=== Begin Enclosure ===
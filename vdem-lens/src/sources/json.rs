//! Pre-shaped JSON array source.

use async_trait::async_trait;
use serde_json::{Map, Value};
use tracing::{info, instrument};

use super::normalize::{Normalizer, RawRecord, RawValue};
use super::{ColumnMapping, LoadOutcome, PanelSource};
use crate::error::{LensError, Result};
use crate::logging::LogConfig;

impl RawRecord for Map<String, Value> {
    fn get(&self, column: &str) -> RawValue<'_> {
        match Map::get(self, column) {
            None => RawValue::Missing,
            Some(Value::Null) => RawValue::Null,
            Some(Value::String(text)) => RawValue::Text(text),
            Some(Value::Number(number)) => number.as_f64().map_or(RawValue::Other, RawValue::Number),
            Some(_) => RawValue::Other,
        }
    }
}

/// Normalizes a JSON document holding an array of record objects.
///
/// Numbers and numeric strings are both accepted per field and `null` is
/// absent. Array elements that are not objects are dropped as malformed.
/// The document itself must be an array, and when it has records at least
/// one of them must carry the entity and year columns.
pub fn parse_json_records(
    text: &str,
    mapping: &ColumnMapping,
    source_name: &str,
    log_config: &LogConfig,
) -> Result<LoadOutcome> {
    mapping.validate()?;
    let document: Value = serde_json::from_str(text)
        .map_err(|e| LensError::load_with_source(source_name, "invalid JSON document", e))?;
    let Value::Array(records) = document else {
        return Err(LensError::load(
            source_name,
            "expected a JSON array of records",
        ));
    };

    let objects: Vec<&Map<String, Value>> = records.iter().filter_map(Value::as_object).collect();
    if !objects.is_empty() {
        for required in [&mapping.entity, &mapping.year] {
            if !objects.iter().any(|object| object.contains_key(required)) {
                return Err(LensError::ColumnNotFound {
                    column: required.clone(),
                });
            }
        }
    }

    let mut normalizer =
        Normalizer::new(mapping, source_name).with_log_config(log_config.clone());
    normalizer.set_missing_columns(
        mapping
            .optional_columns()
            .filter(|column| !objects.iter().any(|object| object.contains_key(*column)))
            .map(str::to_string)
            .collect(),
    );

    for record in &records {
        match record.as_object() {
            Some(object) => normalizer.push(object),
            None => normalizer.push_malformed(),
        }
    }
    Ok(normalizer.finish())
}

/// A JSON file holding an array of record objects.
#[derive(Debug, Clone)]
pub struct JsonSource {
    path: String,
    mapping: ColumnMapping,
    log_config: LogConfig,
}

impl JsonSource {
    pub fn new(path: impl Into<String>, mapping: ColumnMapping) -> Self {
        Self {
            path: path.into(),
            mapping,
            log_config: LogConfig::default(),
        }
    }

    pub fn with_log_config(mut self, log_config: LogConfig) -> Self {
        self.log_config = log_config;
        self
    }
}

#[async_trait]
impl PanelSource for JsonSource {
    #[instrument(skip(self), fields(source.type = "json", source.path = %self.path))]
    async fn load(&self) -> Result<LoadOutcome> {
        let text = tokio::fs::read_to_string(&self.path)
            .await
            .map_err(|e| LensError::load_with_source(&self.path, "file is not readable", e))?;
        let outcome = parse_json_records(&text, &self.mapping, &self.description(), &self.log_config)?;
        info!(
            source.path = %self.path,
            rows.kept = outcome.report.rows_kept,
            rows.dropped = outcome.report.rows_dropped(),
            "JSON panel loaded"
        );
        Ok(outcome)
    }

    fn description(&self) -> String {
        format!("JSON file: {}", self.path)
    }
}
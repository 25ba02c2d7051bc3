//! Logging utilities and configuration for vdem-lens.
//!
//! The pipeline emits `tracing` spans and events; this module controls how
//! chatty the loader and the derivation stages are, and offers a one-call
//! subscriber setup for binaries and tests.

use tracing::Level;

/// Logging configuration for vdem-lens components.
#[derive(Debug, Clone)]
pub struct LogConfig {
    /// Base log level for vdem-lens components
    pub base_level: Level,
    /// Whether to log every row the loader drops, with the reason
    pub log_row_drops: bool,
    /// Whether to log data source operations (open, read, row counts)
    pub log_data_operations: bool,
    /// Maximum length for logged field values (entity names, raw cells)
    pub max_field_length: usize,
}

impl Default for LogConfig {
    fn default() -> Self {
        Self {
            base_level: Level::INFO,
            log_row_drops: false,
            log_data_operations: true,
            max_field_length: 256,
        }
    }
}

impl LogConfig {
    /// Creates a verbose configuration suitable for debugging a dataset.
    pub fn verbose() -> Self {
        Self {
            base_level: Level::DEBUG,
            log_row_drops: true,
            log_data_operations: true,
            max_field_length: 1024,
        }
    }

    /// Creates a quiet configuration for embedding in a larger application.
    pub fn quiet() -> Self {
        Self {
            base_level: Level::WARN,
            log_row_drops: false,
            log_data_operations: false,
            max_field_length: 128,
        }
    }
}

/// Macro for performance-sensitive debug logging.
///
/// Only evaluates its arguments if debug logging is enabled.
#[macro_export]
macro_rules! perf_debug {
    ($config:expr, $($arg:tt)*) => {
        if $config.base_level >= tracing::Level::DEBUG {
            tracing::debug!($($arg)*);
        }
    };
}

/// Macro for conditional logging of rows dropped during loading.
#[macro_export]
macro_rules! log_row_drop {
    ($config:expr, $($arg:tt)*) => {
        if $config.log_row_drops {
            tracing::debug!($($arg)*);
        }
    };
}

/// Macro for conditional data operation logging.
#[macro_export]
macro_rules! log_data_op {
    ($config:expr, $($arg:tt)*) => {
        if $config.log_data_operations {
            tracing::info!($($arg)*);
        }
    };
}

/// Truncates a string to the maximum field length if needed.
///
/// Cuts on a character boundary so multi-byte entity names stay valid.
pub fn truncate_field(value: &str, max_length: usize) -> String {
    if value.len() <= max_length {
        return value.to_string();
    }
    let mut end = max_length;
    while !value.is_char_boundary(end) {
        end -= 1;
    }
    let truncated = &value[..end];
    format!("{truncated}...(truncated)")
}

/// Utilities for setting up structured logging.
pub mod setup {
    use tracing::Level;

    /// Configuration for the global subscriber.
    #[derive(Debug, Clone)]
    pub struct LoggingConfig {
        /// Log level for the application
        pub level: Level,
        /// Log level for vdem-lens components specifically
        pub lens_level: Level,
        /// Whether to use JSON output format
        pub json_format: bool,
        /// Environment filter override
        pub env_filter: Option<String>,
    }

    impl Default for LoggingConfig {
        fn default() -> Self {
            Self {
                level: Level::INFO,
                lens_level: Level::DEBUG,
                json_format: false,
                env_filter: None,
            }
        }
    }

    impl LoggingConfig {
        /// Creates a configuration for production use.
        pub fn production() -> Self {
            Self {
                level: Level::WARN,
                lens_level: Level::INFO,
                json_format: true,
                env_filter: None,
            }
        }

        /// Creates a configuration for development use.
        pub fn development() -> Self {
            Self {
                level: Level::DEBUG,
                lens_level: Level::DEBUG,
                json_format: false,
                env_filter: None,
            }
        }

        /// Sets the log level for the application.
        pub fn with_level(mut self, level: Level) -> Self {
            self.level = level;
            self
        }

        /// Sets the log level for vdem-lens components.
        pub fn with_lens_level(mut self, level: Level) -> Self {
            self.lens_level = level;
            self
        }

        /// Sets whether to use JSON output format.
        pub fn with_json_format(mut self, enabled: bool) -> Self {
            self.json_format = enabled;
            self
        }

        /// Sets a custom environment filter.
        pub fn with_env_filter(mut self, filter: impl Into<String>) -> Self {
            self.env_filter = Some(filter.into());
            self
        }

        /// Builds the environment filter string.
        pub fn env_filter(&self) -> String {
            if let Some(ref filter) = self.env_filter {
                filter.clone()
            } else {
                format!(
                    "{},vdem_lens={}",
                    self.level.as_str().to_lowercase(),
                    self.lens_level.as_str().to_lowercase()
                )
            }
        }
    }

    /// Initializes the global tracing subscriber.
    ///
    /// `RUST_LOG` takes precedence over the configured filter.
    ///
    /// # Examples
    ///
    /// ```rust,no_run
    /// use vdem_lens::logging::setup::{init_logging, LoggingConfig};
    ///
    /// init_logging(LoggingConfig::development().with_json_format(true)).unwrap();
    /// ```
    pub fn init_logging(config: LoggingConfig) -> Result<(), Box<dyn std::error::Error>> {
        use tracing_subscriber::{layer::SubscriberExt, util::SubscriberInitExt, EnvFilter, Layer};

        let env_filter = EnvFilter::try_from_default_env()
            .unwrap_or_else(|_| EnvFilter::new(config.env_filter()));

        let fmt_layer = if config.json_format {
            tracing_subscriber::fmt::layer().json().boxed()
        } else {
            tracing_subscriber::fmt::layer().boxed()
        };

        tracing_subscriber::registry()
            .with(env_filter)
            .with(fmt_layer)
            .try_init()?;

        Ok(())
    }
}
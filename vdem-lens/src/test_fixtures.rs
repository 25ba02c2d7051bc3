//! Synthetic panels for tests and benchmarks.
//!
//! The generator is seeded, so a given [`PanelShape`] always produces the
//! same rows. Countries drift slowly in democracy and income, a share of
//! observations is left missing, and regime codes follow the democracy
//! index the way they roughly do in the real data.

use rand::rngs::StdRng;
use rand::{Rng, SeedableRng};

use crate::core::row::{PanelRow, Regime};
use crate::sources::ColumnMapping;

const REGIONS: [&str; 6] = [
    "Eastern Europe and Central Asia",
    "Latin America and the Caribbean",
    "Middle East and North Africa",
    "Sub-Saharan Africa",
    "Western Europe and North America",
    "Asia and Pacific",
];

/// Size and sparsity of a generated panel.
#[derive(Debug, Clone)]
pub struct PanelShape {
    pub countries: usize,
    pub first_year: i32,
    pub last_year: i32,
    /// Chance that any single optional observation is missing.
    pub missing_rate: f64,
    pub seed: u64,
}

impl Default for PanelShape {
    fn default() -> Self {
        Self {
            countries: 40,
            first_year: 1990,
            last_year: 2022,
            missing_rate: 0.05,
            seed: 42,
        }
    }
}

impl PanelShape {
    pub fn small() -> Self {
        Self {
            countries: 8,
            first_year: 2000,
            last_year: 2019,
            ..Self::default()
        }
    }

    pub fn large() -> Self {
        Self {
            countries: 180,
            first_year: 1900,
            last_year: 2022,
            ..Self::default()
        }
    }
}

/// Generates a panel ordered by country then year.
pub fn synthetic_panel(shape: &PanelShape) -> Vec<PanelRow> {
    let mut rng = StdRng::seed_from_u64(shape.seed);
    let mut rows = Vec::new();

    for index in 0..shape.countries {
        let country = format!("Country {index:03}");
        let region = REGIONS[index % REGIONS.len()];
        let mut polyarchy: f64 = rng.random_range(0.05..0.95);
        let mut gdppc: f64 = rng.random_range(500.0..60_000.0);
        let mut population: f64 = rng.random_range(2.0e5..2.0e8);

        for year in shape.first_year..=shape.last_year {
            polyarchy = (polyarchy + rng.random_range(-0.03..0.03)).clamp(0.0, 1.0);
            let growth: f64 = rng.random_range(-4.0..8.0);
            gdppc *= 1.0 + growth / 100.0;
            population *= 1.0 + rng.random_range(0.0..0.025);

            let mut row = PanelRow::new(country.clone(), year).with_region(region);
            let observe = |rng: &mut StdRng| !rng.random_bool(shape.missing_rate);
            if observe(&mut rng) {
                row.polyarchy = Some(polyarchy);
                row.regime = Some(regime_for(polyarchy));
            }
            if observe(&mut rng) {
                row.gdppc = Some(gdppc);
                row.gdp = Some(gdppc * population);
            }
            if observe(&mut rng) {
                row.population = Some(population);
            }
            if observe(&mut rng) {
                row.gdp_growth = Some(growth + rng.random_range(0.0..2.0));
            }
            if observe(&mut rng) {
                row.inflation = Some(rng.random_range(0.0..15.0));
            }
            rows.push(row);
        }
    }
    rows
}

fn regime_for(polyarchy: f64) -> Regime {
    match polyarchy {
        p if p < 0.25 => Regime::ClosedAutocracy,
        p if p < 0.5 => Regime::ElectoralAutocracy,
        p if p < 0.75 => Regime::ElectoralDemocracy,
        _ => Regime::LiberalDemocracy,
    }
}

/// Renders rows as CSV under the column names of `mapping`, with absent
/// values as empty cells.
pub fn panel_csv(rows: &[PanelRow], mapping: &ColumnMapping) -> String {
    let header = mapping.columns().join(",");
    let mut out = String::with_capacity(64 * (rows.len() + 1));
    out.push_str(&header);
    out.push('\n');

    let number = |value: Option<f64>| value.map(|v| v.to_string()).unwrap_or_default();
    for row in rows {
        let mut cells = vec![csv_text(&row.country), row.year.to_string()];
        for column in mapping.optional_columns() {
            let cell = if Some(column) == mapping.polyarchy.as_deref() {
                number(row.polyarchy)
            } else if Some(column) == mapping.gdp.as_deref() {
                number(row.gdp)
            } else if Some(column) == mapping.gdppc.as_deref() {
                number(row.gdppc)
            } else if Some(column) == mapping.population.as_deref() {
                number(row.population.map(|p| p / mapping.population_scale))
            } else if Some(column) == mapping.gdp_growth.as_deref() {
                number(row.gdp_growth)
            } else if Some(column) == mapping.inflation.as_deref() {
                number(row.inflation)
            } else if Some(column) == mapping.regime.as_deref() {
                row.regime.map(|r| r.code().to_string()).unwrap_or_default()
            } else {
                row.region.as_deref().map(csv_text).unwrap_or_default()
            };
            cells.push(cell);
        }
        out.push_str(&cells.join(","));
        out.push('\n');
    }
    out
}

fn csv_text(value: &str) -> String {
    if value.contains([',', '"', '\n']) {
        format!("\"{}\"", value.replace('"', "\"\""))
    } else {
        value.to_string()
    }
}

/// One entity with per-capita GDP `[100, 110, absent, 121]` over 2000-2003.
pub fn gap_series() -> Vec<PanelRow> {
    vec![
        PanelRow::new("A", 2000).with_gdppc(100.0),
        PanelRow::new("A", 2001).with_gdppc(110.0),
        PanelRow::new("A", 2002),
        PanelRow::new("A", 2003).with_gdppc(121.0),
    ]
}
=== End Enclosure ===
=== Begin Enclosure ===
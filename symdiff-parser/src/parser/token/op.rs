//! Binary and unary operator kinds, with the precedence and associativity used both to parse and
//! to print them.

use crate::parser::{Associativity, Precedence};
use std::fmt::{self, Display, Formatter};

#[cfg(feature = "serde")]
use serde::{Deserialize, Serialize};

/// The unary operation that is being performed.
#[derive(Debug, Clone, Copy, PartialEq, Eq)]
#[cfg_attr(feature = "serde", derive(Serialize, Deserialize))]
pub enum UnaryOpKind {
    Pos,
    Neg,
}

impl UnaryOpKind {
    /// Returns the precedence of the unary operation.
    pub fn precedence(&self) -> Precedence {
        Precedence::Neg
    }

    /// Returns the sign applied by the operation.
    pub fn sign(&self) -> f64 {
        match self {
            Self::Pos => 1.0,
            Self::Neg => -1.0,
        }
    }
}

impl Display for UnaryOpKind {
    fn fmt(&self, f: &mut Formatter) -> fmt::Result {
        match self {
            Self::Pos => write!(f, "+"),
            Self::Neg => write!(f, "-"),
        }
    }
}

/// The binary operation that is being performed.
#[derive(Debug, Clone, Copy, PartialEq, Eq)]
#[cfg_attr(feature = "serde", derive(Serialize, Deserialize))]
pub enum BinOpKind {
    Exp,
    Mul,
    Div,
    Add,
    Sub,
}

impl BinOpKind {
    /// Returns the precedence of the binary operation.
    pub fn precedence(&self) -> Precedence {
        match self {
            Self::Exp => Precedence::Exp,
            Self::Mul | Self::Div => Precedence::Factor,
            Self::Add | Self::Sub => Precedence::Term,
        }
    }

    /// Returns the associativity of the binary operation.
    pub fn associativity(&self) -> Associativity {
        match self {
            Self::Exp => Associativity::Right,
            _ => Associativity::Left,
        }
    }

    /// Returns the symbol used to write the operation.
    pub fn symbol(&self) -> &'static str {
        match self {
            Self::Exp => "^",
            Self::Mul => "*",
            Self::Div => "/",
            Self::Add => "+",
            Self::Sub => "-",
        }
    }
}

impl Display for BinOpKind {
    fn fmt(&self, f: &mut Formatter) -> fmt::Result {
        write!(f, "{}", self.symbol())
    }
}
=== End Enclosure ===
What is required
Looking at the data above, say how many lines include the string "description" and add nothing.

Answer to this task
2